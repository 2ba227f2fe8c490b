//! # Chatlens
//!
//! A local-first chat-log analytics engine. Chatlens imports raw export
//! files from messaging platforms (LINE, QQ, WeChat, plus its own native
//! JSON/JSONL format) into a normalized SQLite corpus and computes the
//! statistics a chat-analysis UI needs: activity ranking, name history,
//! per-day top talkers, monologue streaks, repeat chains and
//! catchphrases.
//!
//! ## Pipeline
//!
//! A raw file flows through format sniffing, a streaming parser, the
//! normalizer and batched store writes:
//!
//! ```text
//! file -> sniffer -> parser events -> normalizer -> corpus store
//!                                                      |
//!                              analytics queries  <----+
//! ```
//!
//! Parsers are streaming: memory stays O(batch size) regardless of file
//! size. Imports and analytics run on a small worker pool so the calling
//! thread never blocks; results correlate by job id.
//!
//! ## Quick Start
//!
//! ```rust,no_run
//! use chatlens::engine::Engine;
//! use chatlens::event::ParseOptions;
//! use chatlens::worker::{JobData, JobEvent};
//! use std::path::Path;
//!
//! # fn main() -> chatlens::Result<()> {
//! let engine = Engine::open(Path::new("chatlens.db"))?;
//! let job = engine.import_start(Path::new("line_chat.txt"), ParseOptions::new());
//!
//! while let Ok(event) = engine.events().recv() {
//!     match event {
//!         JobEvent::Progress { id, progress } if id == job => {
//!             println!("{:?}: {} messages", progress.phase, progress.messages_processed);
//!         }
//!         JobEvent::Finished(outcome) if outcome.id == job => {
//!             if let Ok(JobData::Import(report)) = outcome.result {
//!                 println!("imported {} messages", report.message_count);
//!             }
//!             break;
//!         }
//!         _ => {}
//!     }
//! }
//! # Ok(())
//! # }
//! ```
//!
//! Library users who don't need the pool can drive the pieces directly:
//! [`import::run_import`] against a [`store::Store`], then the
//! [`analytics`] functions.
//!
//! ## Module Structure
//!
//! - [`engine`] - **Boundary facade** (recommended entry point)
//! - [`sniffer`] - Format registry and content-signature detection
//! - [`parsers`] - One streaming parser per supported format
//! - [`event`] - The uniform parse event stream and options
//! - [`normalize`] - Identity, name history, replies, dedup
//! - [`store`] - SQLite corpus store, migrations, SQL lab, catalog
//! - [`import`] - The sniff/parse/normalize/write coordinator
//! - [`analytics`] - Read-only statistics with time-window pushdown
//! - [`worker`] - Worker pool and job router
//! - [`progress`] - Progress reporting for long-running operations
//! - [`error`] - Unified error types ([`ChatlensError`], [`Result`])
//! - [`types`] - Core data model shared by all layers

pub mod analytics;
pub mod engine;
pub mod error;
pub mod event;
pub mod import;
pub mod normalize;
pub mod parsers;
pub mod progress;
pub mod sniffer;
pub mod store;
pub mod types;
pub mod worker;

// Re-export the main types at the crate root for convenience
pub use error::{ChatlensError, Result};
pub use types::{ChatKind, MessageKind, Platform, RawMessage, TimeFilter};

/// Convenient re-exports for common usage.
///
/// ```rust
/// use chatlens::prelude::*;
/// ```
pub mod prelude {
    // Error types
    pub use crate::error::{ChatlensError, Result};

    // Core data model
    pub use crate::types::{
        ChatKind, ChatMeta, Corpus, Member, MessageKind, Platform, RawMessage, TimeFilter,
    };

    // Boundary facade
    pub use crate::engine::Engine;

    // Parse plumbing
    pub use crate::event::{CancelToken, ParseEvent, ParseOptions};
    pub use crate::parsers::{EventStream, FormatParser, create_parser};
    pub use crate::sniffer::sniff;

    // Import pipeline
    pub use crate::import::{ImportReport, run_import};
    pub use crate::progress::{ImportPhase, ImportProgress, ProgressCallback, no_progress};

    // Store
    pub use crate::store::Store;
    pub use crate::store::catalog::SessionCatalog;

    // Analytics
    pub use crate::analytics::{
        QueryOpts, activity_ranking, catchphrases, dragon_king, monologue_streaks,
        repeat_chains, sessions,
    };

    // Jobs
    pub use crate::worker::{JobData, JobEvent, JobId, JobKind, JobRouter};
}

++++++++

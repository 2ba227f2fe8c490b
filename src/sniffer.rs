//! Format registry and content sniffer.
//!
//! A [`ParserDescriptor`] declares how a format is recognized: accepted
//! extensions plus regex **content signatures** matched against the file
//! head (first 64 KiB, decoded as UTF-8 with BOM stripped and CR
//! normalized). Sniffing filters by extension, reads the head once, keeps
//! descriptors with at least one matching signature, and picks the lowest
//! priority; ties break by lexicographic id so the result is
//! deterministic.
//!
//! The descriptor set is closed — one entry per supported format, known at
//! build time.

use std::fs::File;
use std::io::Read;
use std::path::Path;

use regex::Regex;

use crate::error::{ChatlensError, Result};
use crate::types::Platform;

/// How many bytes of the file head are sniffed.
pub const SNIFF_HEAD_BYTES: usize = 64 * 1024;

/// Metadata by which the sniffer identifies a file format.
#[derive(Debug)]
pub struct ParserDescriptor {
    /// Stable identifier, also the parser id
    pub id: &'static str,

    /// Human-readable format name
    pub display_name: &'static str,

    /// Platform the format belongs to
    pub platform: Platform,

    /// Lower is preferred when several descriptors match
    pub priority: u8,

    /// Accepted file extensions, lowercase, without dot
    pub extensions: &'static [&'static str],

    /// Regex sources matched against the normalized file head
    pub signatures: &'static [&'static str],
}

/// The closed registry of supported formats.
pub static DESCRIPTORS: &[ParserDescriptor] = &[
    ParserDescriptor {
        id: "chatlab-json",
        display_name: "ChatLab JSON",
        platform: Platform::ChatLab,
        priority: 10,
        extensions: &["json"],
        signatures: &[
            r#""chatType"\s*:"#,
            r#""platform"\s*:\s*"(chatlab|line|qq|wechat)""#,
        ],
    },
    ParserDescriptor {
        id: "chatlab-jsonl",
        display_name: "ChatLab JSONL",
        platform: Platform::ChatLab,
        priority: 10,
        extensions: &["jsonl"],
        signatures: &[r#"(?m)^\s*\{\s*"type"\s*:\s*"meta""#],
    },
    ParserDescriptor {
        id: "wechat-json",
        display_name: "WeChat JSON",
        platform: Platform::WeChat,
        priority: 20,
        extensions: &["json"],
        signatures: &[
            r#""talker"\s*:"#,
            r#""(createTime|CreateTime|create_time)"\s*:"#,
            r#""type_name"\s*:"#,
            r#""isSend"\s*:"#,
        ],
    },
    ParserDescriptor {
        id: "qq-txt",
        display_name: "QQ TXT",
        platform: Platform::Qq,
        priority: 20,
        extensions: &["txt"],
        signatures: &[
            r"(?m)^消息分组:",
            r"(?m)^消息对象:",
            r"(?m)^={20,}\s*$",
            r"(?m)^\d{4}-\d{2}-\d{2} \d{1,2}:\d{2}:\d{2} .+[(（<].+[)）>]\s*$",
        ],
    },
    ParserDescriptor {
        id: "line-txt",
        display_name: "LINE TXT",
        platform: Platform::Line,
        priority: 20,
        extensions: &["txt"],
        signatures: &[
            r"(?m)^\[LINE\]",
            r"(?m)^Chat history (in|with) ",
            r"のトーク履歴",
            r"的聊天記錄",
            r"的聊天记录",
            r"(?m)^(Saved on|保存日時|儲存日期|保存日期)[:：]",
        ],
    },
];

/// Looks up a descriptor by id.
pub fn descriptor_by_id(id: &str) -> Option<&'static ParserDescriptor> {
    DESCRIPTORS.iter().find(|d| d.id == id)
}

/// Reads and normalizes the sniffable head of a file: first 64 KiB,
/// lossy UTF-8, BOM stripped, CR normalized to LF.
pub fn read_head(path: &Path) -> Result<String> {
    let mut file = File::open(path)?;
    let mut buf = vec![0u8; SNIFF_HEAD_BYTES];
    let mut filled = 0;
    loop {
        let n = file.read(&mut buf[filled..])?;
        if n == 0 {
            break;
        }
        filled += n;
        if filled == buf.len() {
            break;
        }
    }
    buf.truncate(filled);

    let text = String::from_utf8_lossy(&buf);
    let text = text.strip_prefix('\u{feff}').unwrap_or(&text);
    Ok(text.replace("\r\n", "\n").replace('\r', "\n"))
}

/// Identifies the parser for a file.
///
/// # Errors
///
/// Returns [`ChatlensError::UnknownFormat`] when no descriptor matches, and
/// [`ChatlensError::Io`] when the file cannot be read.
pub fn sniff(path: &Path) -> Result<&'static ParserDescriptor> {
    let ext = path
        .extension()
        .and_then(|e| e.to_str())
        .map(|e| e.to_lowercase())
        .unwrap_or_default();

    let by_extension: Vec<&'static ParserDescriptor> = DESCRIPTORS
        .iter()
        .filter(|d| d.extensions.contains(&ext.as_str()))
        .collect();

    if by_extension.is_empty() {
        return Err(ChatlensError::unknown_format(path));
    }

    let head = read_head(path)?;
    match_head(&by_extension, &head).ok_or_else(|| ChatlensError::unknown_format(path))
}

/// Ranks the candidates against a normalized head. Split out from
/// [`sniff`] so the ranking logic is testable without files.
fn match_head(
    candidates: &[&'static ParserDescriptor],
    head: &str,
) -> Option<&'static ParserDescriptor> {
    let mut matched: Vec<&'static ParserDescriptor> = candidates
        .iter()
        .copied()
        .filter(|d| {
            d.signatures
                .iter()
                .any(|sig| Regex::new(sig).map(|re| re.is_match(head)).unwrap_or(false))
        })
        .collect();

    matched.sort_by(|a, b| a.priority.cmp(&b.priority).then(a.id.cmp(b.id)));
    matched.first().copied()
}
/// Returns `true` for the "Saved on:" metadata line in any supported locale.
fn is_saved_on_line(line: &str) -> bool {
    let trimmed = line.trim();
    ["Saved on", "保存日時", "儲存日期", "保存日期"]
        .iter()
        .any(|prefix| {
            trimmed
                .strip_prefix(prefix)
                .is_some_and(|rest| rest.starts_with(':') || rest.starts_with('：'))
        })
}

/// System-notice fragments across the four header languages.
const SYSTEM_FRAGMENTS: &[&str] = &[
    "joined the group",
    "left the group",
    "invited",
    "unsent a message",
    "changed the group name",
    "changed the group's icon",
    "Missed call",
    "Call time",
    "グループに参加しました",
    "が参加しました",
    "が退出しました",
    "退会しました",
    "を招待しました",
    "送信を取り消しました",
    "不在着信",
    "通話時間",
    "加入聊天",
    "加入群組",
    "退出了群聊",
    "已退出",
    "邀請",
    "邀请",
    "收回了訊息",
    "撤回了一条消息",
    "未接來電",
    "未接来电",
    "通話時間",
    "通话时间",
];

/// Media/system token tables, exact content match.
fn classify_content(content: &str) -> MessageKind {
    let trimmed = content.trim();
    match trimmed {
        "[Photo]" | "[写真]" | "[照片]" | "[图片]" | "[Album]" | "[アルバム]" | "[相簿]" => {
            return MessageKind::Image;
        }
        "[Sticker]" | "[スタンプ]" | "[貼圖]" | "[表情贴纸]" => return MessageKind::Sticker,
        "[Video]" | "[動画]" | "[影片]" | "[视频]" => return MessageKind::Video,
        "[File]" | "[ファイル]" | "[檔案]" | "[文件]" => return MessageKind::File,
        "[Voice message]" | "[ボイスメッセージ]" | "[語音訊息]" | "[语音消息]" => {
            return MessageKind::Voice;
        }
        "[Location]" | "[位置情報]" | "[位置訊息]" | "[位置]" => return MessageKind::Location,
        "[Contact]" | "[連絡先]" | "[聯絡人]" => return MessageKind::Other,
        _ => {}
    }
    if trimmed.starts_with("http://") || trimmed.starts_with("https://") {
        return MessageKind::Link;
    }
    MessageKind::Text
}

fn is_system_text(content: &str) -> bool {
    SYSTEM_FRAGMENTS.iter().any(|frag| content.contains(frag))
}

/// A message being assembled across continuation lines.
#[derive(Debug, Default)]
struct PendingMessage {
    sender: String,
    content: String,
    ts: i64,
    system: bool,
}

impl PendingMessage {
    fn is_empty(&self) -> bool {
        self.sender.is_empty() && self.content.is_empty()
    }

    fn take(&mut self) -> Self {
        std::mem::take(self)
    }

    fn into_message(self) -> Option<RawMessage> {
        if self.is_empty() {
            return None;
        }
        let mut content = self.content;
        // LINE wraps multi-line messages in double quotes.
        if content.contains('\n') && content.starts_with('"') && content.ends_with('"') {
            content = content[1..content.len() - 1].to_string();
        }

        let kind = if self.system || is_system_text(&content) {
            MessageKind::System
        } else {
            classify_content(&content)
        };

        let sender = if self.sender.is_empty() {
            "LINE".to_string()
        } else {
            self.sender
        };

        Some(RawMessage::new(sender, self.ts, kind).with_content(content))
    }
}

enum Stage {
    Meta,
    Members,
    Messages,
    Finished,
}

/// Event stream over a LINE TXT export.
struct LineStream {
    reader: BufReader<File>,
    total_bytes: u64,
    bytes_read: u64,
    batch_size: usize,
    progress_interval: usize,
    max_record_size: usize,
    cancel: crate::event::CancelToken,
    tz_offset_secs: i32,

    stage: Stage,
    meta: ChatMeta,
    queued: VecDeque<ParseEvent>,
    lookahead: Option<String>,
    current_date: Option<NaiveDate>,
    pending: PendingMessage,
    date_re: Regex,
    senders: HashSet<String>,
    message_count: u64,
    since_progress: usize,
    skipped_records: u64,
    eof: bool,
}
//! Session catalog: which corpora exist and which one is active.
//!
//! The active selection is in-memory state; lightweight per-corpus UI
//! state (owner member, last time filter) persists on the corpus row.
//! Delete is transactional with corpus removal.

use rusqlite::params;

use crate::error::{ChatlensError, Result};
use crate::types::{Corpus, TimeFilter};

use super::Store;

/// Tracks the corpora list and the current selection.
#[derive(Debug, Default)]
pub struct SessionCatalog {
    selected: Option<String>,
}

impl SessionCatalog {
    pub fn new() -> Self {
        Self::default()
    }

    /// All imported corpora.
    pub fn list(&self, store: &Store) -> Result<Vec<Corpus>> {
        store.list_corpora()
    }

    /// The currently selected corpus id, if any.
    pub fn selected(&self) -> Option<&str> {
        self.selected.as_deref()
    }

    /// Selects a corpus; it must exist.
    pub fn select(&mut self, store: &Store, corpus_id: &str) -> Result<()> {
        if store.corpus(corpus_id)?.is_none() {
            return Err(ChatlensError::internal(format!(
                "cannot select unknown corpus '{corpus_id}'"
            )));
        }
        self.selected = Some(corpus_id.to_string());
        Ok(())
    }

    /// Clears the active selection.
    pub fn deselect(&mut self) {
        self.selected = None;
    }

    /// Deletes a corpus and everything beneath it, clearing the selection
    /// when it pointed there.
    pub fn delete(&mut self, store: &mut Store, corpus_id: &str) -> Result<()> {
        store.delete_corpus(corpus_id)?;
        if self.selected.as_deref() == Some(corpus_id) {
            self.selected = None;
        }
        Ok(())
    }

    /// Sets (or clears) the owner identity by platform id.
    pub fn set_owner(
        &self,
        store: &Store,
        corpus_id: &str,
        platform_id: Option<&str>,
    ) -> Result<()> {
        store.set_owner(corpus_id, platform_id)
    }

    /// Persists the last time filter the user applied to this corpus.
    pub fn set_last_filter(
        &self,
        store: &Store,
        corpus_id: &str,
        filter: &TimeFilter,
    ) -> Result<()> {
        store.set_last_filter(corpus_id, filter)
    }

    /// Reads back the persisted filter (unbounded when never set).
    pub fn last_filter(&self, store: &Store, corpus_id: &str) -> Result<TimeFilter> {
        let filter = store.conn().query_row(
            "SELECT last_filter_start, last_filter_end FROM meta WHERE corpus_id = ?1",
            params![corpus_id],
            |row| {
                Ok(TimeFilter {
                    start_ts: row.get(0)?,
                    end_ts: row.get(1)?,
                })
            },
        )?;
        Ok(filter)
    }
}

++++++++

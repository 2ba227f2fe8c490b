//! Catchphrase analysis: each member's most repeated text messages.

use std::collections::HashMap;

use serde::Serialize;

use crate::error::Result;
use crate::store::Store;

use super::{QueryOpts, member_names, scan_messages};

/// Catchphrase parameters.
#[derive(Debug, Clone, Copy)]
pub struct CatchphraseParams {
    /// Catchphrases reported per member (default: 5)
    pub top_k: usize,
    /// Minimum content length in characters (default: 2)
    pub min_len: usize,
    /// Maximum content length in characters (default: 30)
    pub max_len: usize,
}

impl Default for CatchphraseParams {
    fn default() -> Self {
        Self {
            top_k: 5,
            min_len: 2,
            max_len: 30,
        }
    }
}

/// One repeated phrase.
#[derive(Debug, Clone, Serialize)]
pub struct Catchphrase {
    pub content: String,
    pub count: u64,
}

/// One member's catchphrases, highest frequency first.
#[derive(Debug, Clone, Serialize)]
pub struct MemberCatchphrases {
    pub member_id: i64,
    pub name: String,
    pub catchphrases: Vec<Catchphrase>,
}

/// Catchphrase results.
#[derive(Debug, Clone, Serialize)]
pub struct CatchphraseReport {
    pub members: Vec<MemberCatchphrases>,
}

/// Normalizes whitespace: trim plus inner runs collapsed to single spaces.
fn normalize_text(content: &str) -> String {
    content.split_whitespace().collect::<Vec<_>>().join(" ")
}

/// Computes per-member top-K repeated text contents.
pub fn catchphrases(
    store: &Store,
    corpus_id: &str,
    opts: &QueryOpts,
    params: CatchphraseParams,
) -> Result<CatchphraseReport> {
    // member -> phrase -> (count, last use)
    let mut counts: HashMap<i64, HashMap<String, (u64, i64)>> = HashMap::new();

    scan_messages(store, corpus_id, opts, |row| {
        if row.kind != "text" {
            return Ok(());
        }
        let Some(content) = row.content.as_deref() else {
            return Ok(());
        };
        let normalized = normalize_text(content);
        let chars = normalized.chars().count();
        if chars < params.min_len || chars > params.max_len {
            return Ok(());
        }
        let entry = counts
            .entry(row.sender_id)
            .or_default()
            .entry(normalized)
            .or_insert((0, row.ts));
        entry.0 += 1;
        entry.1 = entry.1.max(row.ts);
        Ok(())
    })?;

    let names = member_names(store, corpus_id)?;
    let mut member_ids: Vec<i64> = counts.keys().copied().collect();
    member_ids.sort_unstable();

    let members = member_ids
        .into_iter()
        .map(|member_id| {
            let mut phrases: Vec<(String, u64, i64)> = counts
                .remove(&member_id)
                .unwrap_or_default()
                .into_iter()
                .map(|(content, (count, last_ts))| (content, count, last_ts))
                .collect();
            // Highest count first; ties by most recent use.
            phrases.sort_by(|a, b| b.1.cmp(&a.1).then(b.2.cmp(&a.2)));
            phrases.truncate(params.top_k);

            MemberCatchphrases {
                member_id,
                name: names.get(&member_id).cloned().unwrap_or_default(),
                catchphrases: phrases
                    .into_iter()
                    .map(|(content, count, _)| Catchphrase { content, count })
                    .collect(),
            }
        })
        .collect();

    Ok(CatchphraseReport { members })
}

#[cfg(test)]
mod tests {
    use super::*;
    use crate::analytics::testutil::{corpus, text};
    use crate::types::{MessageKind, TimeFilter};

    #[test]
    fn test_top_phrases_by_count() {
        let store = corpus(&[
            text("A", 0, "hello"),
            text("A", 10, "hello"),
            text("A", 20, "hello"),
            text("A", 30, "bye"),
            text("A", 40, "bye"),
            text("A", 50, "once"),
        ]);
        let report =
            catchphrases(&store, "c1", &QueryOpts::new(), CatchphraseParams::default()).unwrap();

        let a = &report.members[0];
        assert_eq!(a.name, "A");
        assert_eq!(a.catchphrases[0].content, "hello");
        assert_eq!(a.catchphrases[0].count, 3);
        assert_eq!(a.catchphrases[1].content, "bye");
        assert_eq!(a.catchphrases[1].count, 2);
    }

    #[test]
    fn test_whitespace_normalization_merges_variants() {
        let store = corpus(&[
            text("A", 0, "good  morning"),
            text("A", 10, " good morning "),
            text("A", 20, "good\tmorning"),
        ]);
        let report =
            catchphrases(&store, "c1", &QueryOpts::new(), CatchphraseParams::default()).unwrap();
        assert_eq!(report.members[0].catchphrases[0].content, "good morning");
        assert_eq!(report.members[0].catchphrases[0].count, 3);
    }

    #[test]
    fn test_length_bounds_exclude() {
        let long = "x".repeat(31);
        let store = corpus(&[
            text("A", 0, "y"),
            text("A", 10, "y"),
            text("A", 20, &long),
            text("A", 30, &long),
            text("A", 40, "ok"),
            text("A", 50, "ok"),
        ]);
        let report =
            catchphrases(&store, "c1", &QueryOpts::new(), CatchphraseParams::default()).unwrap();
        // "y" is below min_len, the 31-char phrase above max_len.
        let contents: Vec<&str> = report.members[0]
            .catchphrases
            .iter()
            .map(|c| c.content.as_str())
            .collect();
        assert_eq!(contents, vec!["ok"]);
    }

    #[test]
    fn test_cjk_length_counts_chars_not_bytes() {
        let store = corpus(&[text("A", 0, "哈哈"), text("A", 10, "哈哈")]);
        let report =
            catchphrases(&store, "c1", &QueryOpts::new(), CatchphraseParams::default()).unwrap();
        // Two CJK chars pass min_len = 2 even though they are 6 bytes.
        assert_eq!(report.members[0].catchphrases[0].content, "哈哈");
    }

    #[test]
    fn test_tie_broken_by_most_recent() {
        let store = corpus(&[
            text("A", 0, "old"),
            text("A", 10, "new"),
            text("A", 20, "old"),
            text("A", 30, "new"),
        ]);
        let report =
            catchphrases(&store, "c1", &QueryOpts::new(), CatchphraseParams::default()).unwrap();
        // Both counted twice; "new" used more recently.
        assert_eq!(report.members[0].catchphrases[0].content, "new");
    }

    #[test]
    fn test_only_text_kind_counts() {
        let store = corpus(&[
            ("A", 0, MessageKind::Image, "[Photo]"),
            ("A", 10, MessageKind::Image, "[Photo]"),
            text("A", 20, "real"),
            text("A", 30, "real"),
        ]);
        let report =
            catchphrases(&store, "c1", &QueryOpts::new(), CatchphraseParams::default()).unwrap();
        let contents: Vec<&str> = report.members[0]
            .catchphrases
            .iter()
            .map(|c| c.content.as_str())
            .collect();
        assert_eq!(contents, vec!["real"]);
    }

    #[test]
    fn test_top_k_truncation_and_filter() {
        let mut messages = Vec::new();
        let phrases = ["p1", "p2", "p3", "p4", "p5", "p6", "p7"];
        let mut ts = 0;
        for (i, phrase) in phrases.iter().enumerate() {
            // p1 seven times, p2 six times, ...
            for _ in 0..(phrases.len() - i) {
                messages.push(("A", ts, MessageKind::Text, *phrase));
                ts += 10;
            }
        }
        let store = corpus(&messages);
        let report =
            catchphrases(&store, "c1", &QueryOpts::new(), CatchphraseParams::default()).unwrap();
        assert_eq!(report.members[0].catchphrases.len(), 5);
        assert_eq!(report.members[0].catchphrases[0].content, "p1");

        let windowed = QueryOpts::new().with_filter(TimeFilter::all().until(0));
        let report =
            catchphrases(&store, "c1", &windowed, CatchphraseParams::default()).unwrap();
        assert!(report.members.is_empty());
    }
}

++++++++

*Task item*
Go through the entries above and copy out every line that includes the word "changed".

*Response to this exercise*
    "changed the group name",
    "changed the group's icon",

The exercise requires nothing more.